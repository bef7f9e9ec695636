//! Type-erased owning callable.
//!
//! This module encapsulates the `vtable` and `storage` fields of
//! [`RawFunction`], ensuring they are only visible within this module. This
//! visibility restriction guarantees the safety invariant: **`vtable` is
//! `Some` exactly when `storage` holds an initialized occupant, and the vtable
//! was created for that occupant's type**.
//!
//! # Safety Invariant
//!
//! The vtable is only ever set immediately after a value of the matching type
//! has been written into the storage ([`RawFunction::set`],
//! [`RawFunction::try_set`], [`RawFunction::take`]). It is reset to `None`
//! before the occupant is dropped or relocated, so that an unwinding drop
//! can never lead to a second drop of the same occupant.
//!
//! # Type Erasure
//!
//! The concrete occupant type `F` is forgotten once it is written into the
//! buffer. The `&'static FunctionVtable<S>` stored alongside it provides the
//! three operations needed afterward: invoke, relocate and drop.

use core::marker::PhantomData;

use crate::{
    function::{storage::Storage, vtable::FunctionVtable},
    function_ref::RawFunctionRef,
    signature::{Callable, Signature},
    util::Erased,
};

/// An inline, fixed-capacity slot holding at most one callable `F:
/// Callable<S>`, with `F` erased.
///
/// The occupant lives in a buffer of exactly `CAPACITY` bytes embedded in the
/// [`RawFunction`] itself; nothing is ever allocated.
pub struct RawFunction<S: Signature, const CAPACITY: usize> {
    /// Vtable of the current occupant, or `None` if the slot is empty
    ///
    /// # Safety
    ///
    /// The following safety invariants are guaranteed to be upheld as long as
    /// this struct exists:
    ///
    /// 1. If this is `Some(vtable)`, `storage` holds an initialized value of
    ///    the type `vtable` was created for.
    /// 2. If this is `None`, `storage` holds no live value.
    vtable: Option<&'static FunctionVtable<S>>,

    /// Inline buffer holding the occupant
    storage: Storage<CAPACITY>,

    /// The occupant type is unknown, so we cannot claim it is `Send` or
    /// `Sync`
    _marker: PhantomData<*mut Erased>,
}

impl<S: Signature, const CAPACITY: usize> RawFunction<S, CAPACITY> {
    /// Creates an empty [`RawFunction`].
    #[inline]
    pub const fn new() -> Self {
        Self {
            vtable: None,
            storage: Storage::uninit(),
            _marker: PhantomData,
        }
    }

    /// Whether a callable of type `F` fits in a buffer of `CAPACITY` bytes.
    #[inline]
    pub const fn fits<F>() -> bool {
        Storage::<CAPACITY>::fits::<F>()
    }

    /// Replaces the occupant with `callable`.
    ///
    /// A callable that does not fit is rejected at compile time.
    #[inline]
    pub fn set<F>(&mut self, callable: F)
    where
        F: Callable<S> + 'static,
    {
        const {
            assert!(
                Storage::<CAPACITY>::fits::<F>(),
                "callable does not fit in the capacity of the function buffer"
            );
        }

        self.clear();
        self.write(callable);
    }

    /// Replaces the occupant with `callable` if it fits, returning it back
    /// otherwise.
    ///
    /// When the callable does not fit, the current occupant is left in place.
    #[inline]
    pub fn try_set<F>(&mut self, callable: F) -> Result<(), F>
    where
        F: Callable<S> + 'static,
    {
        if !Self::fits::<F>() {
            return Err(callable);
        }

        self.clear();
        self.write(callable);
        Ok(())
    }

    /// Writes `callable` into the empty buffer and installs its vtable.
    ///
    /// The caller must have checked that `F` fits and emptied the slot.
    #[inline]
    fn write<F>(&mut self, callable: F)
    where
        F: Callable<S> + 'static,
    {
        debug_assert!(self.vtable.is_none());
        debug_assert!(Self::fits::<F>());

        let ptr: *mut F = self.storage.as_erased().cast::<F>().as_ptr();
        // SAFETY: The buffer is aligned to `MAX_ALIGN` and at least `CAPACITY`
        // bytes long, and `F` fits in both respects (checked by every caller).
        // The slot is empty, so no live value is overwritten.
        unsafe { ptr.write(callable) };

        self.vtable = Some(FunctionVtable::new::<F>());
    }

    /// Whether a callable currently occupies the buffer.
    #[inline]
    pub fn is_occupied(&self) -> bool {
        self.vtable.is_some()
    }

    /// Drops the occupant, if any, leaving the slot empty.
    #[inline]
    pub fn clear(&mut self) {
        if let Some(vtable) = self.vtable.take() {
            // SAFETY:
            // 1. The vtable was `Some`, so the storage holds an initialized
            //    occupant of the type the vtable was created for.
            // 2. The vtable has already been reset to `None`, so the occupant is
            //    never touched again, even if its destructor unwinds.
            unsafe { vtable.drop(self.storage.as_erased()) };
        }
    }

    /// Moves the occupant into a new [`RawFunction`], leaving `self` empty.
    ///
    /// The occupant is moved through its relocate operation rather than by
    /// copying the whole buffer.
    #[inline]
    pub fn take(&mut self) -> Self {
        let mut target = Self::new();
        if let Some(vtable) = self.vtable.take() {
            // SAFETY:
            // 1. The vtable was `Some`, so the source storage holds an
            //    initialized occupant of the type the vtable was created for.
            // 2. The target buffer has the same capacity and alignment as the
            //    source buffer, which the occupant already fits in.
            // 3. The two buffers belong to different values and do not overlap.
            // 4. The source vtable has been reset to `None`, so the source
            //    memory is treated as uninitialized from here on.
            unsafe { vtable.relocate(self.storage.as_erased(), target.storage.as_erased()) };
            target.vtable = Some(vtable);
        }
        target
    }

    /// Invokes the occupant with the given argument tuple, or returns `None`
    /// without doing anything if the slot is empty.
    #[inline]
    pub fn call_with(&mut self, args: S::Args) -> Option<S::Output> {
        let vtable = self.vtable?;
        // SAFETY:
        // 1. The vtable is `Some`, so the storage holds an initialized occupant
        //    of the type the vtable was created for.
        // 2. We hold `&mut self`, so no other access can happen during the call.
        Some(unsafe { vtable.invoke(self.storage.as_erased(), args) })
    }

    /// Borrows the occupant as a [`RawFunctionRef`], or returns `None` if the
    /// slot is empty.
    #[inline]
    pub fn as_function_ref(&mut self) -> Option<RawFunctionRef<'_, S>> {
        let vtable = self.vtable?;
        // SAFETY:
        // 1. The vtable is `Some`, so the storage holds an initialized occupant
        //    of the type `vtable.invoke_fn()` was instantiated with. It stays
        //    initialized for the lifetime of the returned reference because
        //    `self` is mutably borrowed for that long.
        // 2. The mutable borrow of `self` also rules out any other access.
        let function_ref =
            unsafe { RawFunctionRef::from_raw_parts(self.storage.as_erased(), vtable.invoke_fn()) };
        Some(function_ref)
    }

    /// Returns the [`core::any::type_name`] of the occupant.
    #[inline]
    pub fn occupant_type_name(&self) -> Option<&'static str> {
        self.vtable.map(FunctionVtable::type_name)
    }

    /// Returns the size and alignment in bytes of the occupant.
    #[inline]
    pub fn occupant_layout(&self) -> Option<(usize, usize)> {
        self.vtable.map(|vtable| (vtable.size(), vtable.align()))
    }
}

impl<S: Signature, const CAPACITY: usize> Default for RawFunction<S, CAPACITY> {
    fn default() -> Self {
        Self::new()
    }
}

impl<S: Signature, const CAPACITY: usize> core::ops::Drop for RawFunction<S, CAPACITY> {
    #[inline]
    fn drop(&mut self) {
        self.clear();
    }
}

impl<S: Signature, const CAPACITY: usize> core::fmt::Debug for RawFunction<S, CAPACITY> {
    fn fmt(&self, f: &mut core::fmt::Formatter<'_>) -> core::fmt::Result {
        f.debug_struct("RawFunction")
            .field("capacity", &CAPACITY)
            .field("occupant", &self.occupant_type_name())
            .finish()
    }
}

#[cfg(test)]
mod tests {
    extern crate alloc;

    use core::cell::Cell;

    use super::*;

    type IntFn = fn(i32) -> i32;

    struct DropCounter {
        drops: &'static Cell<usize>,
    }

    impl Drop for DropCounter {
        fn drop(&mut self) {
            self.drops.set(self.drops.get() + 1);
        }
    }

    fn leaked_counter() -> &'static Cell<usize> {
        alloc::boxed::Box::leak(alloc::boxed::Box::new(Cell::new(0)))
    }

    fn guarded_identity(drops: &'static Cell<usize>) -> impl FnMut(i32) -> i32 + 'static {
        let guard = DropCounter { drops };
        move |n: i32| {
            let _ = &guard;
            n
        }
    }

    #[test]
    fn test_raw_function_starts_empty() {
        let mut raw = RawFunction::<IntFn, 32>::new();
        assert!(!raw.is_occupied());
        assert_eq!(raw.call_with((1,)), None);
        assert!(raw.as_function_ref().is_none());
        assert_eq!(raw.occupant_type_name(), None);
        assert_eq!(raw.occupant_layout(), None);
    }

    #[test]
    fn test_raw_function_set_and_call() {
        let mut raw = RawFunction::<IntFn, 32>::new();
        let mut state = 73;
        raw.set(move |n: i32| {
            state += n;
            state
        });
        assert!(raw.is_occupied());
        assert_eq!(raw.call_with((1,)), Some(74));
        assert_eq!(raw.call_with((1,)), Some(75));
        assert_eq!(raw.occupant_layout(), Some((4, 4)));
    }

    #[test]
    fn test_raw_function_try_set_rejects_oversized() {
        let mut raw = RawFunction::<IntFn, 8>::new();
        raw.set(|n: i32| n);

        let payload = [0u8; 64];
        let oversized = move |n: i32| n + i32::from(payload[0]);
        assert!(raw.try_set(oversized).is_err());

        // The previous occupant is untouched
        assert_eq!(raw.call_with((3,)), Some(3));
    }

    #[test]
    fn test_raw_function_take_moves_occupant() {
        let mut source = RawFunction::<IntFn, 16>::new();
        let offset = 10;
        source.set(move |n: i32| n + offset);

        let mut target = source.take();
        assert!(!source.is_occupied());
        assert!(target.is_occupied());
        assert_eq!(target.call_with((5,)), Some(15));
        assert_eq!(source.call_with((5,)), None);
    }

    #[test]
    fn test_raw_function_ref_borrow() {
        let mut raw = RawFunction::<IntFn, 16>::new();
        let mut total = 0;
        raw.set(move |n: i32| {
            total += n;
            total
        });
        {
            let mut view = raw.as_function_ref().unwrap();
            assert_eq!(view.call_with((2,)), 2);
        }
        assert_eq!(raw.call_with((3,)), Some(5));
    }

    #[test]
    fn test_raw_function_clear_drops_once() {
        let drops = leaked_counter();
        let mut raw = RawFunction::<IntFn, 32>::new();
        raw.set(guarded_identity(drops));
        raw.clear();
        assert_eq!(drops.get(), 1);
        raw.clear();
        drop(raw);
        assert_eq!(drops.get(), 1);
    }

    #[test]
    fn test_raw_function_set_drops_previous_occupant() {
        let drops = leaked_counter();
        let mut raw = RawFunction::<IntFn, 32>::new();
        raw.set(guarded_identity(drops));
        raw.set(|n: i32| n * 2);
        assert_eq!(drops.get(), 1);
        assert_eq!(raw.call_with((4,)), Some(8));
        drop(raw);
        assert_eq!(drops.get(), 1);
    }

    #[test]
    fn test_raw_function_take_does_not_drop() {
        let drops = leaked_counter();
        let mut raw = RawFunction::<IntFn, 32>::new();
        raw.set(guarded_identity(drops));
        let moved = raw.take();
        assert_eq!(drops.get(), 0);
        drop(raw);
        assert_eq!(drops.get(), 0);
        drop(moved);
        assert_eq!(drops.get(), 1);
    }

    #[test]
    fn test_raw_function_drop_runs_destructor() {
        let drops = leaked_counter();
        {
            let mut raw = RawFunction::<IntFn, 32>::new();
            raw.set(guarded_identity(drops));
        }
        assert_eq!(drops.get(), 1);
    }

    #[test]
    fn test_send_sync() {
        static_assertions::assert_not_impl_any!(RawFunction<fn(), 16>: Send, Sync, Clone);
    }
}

◇ ◇ ◇ ◇ ◇ ◇ ◇

● **Required work**:
The response should be the listing above, limited to the lines between the one holding "let mut state = 73;" and the one holding "let mut raw = RawFunction::<IntFn, 8>::new();", inclusive, reproduced exactly.

● **Answer for the task**:
        let mut state = 73;
        raw.set(move |n: i32| {
            state += n;
            state
        });
        assert!(raw.is_occupied());
        assert_eq!(raw.call_with((1,)), Some(74));
        assert_eq!(raw.call_with((1,)), Some(75));
        assert_eq!(raw.occupant_layout(), Some((4, 4)));
    }

    #[test]
    fn test_raw_function_try_set_rejects_oversized() {
        let mut raw = RawFunction::<IntFn, 8>::new();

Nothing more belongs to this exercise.